UBEC (Ultimate BEC) is/was the trade name of one of the first add on bec's that allowed you to use more servos at higher pack voltages and produced by Kool Flight (Jeff Myers, SEFF organizer) It now has seemed to morph into "Universal" bec because a bunch of the Chinese stand alone bec's are referred to as UBECs.
SBEC stand for Switching BEC vs the built in linear bec which was limited to 3 or 4 servos and 3 or 4 lipo cells. The new lines of Switching BEC speed controls basically incorporate a "UBEC" into the esc itself instead of having to use a stand alone system.
The BEC is the part that drops the battery pack voltage (7.4v, 11.1v, or whatever) down to 5v or 6v for use by the receiver and servos. It's called a battery eliminator circuit because it eliminates the requirement for you to use a separate 4-cell NiCd or NiMh receiver battery to power them.
The BEC is usually incorporated into the ESC, so that simply plugging the ESC into the receiver is all you need to supply power to it. But often the built-in BECs are insufficient to deal with all the servos you have, or the high voltage of a 4S and upwards LiPo pack, so you can get a stand-alone BEC to do the job.

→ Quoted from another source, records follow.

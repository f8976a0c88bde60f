use llmsgen::config::{SiteMetadata, model_display_name, validate_model_id};
use llmsgen::constants::DEFAULT_MODEL;
use spectral::assert_that;

#[test]
fn accepts_well_formed_model_ids() {
    for model in [
        "deepseek/deepseek-r1-0528",
        "openai/gpt-4.1",
        "anthropic/claude-3.5-sonnet",
        "google/gemini-2.5-flash-preview-05-20:thinking",
        "x-ai/grok-3-beta",
        "custom-provider/my-model:variant",
    ] {
        assert_that(&validate_model_id(model).is_ok()).is_equal_to(true);
    }
}

#[test]
fn rejects_malformed_model_ids() {
    for model in [
        "",
        "invalid",
        "provider",
        "/model",
        "provider/",
        "provider model",
        "provider/model/extra",
        "provider/model:variant:extra",
    ] {
        assert_that(&validate_model_id(model).is_err()).is_equal_to(true);
    }
}

#[test]
fn default_model_is_well_formed() {
    assert_that(&validate_model_id(DEFAULT_MODEL).is_ok()).is_equal_to(true);
}

#[test]
fn display_name_marks_free_variants() {
    assert_that(&model_display_name("deepseek/deepseek-r1-0528:free"))
        .is_equal_to("deepseek-r1-0528 (Free)".to_string());
}

#[test]
fn display_name_marks_thinking_variants() {
    assert_that(&model_display_name("anthropic/claude-3.7-sonnet:thinking"))
        .is_equal_to("claude-3.7-sonnet (Thinking)".to_string());
}

#[test]
fn display_name_drops_the_provider_prefix() {
    assert_that(&model_display_name("openai/gpt-4.1-mini"))
        .is_equal_to("gpt-4.1-mini".to_string());
}

#[test]
fn display_name_passes_through_bare_names() {
    assert_that(&model_display_name("invalid")).is_equal_to("invalid".to_string());
}

#[test]
fn site_metadata_keeps_supplied_values() {
    let site = SiteMetadata::resolve(
        Some("My Site".to_string()),
        Some("All about my site".to_string()),
        Some("https://example.com/"),
    );

    assert_that(&site.name).is_equal_to("My Site".to_string());
    assert_that(&site.description).is_equal_to("All about my site".to_string());
}

#[test]
fn site_metadata_derives_name_from_first_url() {
    let site = SiteMetadata::resolve(None, None, Some("https://www.example.com/docs/"));

    assert_that(&site.name).is_equal_to("Example".to_string());
    assert_that(&site.description).is_equal_to("Information about Example".to_string());
}

#[test]
fn site_metadata_treats_blank_values_as_missing() {
    let site = SiteMetadata::resolve(
        Some("   ".to_string()),
        Some(String::new()),
        Some("https://example.com/"),
    );

    assert_that(&site.name).is_equal_to("Example".to_string());
    assert_that(&site.description).is_equal_to("Information about Example".to_string());
}
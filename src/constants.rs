use std::time::Duration;

/// Environment variable holding the OpenRouter API key.
pub const API_KEY_ENV_NAME: &str = "OPENROUTER_API_KEY";
/// Environment variable overriding the per-request timeout in seconds.
pub const REQUEST_TIMEOUT_ENV_NAME: &str = "REQUEST_TIMEOUT";
/// Environment variable overriding the number of concurrent workers.
pub const MAX_WORKERS_ENV_NAME: &str = "MAX_WORKERS";
/// Environment variable overriding the per-section URL cap.
pub const MAX_URLS_PER_SECTION_ENV_NAME: &str = "MAX_URLS_PER_SECTION";

/// Chat-completion endpoint used for generated descriptions.
pub const OPENROUTER_BASE_URL: &str = "https://openrouter.ai/api/v1";
/// Model used when none is supplied (first free catalog option).
pub const DEFAULT_MODEL: &str = "deepseek/deepseek-r1-0528:free";

pub const DEFAULT_REQUEST_TIMEOUT_SECS: u64 = 10;
pub const DEFAULT_MAX_WORKERS: usize = 5;
pub const DEFAULT_MAX_URLS_PER_SECTION: usize = 10;

/// Maximum characters of main text kept per page; bounds the prompt size
/// sent to the model.
pub const MAX_CONTENT_LENGTH: usize = 8000;
/// First-paragraph descriptions are truncated to this many characters.
pub const MAX_STATIC_DESCRIPTION_LENGTH: usize = 150;

/// Extra wait after page load before reading the rendered DOM.
pub const RENDER_SETTLE_DELAY: Duration = Duration::from_millis(500);

pub const USER_AGENT: &str = "Mozilla/5.0 (Windows NT 10.0; Win64; x64) AppleWebKit/537.36 (KHTML, like Gecko) Chrome/91.0.4472.124 Safari/537.36";

pub(crate) const THINK_STRIPPER: &str = r"<think>[\s\S]*</think>\s*";

pub(crate) const DESCRIPTION_PROMPT_TEMPLATE: &str = r"Analyze the following web page content and write a concise, informative description (1-2 sentences) of what the page is about.
Focus on the main topic, purpose and key information covered.
Make the description useful for someone deciding whether to visit the page.
Answer with the description only, it will be pasted directly into an index file.

Page title: {title}
Page URL: {url}
Page content:
{content}";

Stand-alone BECs are usually the switching kind, so they can deal with higher voltage and current than the linear kind which are usually built into the ESCs. SBEC, UBEC, and other terms have become generic terms for, usually, switching BECs. But it's always wise to check the BEC's specs, irrespective of what the manufacturer calls it, to make sure it is switching if you want high-power and/or high-voltage use.
This newbie needs to know whether a Red Brick 10A ESC with UBEC rating 5v/1a will work with 2S 20C lipos, in conjunction with 3/4x SuperMicro linear servos rated at 3-4.2v, and an Orange R415 Rx?

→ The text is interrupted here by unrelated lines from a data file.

use crate::describe_extras::StubLlmProvider;
use llmsgen::describe::{
    DescriptionSource, LlmDescriber, describe_page, provider_chain,
};
use llmsgen::extract::PageContent;
use spectral::assert_that;

mod describe_extras;

assert_descriptions![
    plain_response_used_verbatim:
        response => "A concise description of the page.",
        result => "A concise description of the page.",
    filled_think_removed:
        response => "<think>Reasoning about the page</think>\nA concise description.",
        result => "A concise description.",
    empty_think_removed:
        response => "<think>\n</think>\nA concise description.",
        result => "A concise description.",
    surrounding_whitespace_trimmed:
        response => "  A concise description.\n",
        result => "A concise description.",
];

fn content(meta: Option<&str>, paragraph: Option<&str>, main_text: &str) -> PageContent {
    PageContent {
        title: Some("Test Page".to_string()),
        meta_description: meta.map(str::to_string),
        first_paragraph: paragraph.map(str::to_string),
        main_text: main_text.to_string(),
    }
}

#[tokio::test]
async fn empty_llm_response_falls_back_to_meta_description() {
    let describer = LlmDescriber::from_provider(Box::new(StubLlmProvider::new(String::new())));
    let providers = provider_chain(Some(&describer));
    let page = content(Some("Meta text."), Some("First paragraph."), "Body text.");

    let (description, source) = describe_page(&providers, "http://example.com/", &page).await;

    assert_that(&description).is_equal_to(Some("Meta text.".to_string()));
    assert_that(&source).is_equal_to(Some(DescriptionSource::MetaTag));
}

#[tokio::test]
async fn think_only_response_falls_back_to_meta_description() {
    let describer = LlmDescriber::from_provider(Box::new(StubLlmProvider::new(
        "<think>Nothing but reasoning</think>".to_string(),
    )));
    let providers = provider_chain(Some(&describer));
    let page = content(Some("Meta text."), None, "Body text.");

    let (description, source) = describe_page(&providers, "http://example.com/", &page).await;

    assert_that(&description).is_equal_to(Some("Meta text.".to_string()));
    assert_that(&source).is_equal_to(Some(DescriptionSource::MetaTag));
}

#[tokio::test]
async fn llm_is_skipped_when_there_is_no_content_to_summarize() {
    let describer = LlmDescriber::from_provider(Box::new(StubLlmProvider::new(
        "Generated description.".to_string(),
    )));
    let providers = provider_chain(Some(&describer));
    let page = content(Some("Meta text."), None, "   ");

    let (description, source) = describe_page(&providers, "http://example.com/", &page).await;

    assert_that(&description).is_equal_to(Some("Meta text.".to_string()));
    assert_that(&source).is_equal_to(Some(DescriptionSource::MetaTag));
}

#[tokio::test]
async fn llm_response_wins_over_static_providers() {
    let describer = LlmDescriber::from_provider(Box::new(StubLlmProvider::new(
        "Generated description.".to_string(),
    )));
    let providers = provider_chain(Some(&describer));
    let page = content(Some("Meta text."), Some("First paragraph."), "Body text.");

    let (description, source) = describe_page(&providers, "http://example.com/", &page).await;

    assert_that(&description).is_equal_to(Some("Generated description.".to_string()));
    assert_that(&source).is_equal_to(Some(DescriptionSource::Llm));
}

#[tokio::test]
async fn static_chain_prefers_meta_over_first_paragraph() {
    let providers = provider_chain(None);
    let page = content(Some("Meta text."), Some("First paragraph."), "Body text.");

    let (description, source) = describe_page(&providers, "http://example.com/", &page).await;

    assert_that(&description).is_equal_to(Some("Meta text.".to_string()));
    assert_that(&source).is_equal_to(Some(DescriptionSource::MetaTag));
}

#[tokio::test]
async fn first_paragraph_is_used_when_there_is_no_meta_description() {
    let providers = provider_chain(None);
    let page = content(None, Some("First paragraph."), "Body text.");

    let (description, source) = describe_page(&providers, "http://example.com/", &page).await;

    assert_that(&description).is_equal_to(Some("First paragraph.".to_string()));
    assert_that(&source).is_equal_to(Some(DescriptionSource::FirstParagraph));
}

#[tokio::test]
async fn no_matching_provider_yields_no_description() {
    let providers = provider_chain(None);
    let page = content(None, None, "Body text.");

    let (description, source) = describe_page(&providers, "http://example.com/", &page).await;

    assert_that(&description).is_equal_to(None);
    assert_that(&source).is_equal_to(None);
}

Don't understand much about this techology at the moment, but learning as fast as I can, so any help appreciated...
Nonetheless, on 2S, most basic ESCs with built in BEC will be OK for 3-4 servos. (but NOT on 3S). However, the voltage rating on your servos is less than the 5V output of the BEC, so you would risk cooking a servo. You might need to look for an external BEC with lower than normal output. Sorry, didn't find one on a quick search.
I have a 10A ESC that has a BEC built in ... so that is possible.

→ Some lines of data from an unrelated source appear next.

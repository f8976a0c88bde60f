//! Error kinds for the generation pipeline.
//!
//! Only reading the URL source is fatal to a run. Every per-URL failure
//! degrades to an entry with empty content and is tallied in the run
//! report.

use thiserror::Error;

/// Enum representing everything that can go wrong during a run.
#[derive(Debug, Error)]
pub enum PipelineError {
    /// The sitemap or CSV input could not be read. Aborts the run.
    #[error("failed to read URL source: {0}")]
    SourceParse(String),

    /// A page could not be fetched. The entry proceeds with empty content.
    #[error("failed to fetch {url}: {reason}")]
    Fetch { url: String, reason: String },

    /// A fetched page could not be parsed. Same fallback as a fetch failure.
    #[error("failed to extract content from {url}: {reason}")]
    Extraction { url: String, reason: String },

    /// The LLM endpoint failed; the static description chain takes over.
    #[error("LLM request failed: {0}")]
    LlmApi(String),

    /// Invalid user input, rejected before the pipeline starts.
    #[error("invalid input: {0}")]
    Validation(String),
}
//! The describe module produces a human-readable description for each page
//! from an ordered provider chain: the LLM (when enabled), the page's meta
//! description, then its first paragraph. The first provider that yields
//! text wins and its source is recorded on the entry.

use std::time::Duration;

use llm::builder::{LLMBackend, LLMBuilder};
use llm::chat::{ChatMessage, ChatProvider};
use log::{debug, warn};
use once_cell::sync::Lazy;
use rate_guard::{RateLimit, StdTokenBucket, TokenBucketBuilder};
use regex::Regex;

use crate::config::ProcessingConfig;
use crate::constants::{DESCRIPTION_PROMPT_TEMPLATE, OPENROUTER_BASE_URL, THINK_STRIPPER};
use crate::error::PipelineError;
use crate::extract::PageContent;

static THINK_STRIPPER_REGEX: Lazy<Regex> =
    Lazy::new(|| Regex::new(THINK_STRIPPER).expect("Failed to compile THINK_STRIPPER regex"));

/// Enum recording which provider produced an entry's description.
#[derive(Clone, Copy, PartialEq, Eq, Debug)]
pub enum DescriptionSource {
    /// Generated by the configured LLM.
    Llm,
    /// Taken from the page's meta description.
    MetaTag,
    /// Taken from the page's first paragraph.
    FirstParagraph,
}

/// The LLM-backed provider: one model handle and an optional rate limit,
/// shared by every worker in the run.
pub struct LlmDescriber {
    model: Box<dyn ChatProvider>,
    rate_limiter: Option<StdTokenBucket>,
}

impl LlmDescriber {
    /// Builds the OpenRouter-backed describer from the run configuration.
    ///
    /// # Errors
    ///
    /// Returns `PipelineError::Validation` when no API key is configured
    /// or the model handle cannot be built.
    pub fn from_config(config: &ProcessingConfig) -> Result<Self, PipelineError> {
        let api_key = config.api_key.clone().ok_or_else(|| {
            PipelineError::Validation("AI descriptions require OPENROUTER_API_KEY".to_string())
        })?;

        let model: Box<dyn ChatProvider> = LLMBuilder::new()
            .backend(LLMBackend::OpenAI)
            .base_url(OPENROUTER_BASE_URL.to_string())
            .model(config.llm_model.clone())
            .api_key(api_key)
            .max_tokens(200)
            .temperature(0.3)
            .build()
            .map_err(|e| PipelineError::Validation(format!("unable to build LLM client: {e}")))?;

        Ok(Self {
            model,
            rate_limiter: rate_limiter(config.rpm),
        })
    }

    /// Wraps an existing chat provider without a rate limit; lets tests
    /// inject a stub.
    pub fn from_provider(model: Box<dyn ChatProvider>) -> Self {
        Self {
            model,
            rate_limiter: None,
        }
    }

    /// Asks the model for a one-to-two sentence description of the page.
    /// `<think>` blocks are stripped from the response.
    ///
    /// # Errors
    ///
    /// Returns `PipelineError::LlmApi` when the endpoint rejects the
    /// request or returns an empty response.
    pub async fn describe(
        &self,
        url: &str,
        title: &str,
        content: &str,
    ) -> Result<String, PipelineError> {
        let prompt = DESCRIPTION_PROMPT_TEMPLATE
            .replace("{title}", title)
            .replace("{url}", url)
            .replace("{content}", content);

        let messages = vec![ChatMessage::user().content(prompt).build()];

        if let Some(limiter) = &self.rate_limiter {
            loop {
                match limiter.try_acquire(1) {
                    Ok(()) => break,
                    Err(_) => {
                        tokio::time::sleep(Duration::from_millis(100)).await;
                    }
                }
            }
        }

        let response = self
            .model
            .chat(&messages)
            .await
            .map_err(|err| PipelineError::LlmApi(err.to_string()))?
            .to_string();

        let description = THINK_STRIPPER_REGEX
            .replace_all(&response, "")
            .trim()
            .to_owned();
        if description.is_empty() {
            return Err(PipelineError::LlmApi(
                "model returned an empty description".to_string(),
            ));
        }

        Ok(description)
    }
}

fn rate_limiter(rpm: Option<u32>) -> Option<StdTokenBucket> {
    rpm.and_then(|rpm| {
        let capacity = u64::from(rpm.max(1));
        let refill_interval = Duration::from_secs_f64(60.0 / capacity as f64);

        TokenBucketBuilder::builder()
            .capacity(capacity)
            .refill_amount(1_u64)
            .refill_every(refill_interval)
            .with_time(rate_guard::StdTimeSource::new())
            .with_precision::<rate_guard::Nanos>()
            .build()
            .ok()
    })
}

/// Enum representing one provider in the description chain.
pub enum DescriptionProvider<'a> {
    /// Ask the configured LLM.
    Llm(&'a LlmDescriber),
    /// Use the page's meta description.
    MetaTag,
    /// Use the page's first paragraph.
    FirstParagraph,
}

/// Builds the run's provider chain: the LLM first when AI descriptions are
/// enabled, then the static extractors.
pub fn provider_chain(llm_describer: Option<&LlmDescriber>) -> Vec<DescriptionProvider<'_>> {
    let mut providers = Vec::new();
    if let Some(describer) = llm_describer {
        providers.push(DescriptionProvider::Llm(describer));
    }
    providers.push(DescriptionProvider::MetaTag);
    providers.push(DescriptionProvider::FirstParagraph);

    providers
}

/// Runs the provider chain over a page; the first provider that yields
/// text wins. LLM failures are logged and degrade to the static providers.
pub async fn describe_page(
    providers: &[DescriptionProvider<'_>],
    url: &str,
    content: &PageContent,
) -> (Option<String>, Option<DescriptionSource>) {
    for provider in providers {
        match provider {
            DescriptionProvider::Llm(describer) => {
                if content.main_text.trim().is_empty() {
                    debug!("No content to summarize for {url}");
                    continue;
                }
                let title = content.title.as_deref().unwrap_or_default();
                match describer.describe(url, title, &content.main_text).await {
                    Ok(description) => {
                        return (Some(description), Some(DescriptionSource::Llm));
                    }
                    Err(error) => {
                        warn!("{error}; falling back to static description for {url}");
                    }
                }
            }
            DescriptionProvider::MetaTag => {
                if let Some(description) = content.meta_description.clone() {
                    return (Some(description), Some(DescriptionSource::MetaTag));
                }
            }
            DescriptionProvider::FirstParagraph => {
                if let Some(description) = content.first_paragraph.clone() {
                    return (Some(description), Some(DescriptionSource::FirstParagraph));
                }
            }
        }
    }

    (None, None)
}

The problem as you identified and I think the questioner quite rightly is concerned about is the low voltage super-micro servos.
IM AM NOT TRYING TO SELL ANYTHING FROM THAT WEBSITE OR WORK WITH THEM OR TELL THEY HAVE THE BEST PRODUC. I HAVE NEVER TRY ANYTHING FROM THEM BUT THE INFO GIVEN IS VERY GOOD.
This will help
Dimension Engineering's BEC FAQ
What is a BEC?
BEC stands for Battery Eliminator Circuit. In the old days of electric
flight you had to use a separate 4.8V battery pack to power your receiver
and servos. As the hobby evolved, speed controls started to include Battery
Eliminator Circuits to power your receiver and servos, allowing you to get
rid of the extra receiver battery pack.
How does a BEC work?
A BEC is basically a step down voltage regulator. It will take your main
battery voltage (e.g. 11.1 Volts) and reduce it down to ~5 Volts to safely
power your receiver and servos.
What are the advantages of a BEC?
If you are flying electric, a BEC is better than a battery pack in nearly
all cases. On average, the BEC will weigh 10-20 times less than a receiver
battery pack! Then you have to take into account the hassle of charging the
receiver pack. It is another battery you have to carry around along with
another charger. Did you remember to charge it after the last time you flew?
Uh-oh might want to double check that!
With a BEC, you only have to worry about charging your main flight pack and
then you are guaranteed to have a safe flight.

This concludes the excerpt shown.